Collected data
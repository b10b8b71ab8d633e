//! Mastodon-compatible HTTP adapter for the timeline engine
//!
//! Provides:
//! - [`HttpTransport`]: reqwest transport with bearer auth and `Link` cursors
//! - [`SearchLookup`]: remote status resolution via `/api/v2/search`
//! - [`ClientConfig`] / [`Session`]: instance and credentials

mod error;

pub mod config;
pub mod link_header;
pub mod lookup;
pub mod transport;

pub use config::{ClientConfig, Session};
pub use error::{ClientError, ClientResult};
pub use link_header::parse_link_header;
pub use lookup::SearchLookup;
pub use transport::HttpTransport;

§ PROBLEM:
The word "HttpTransport" may appear in lines of the entries. State how many lines hold it, as a number alone.

§ EXERCISE OUTPUT:
2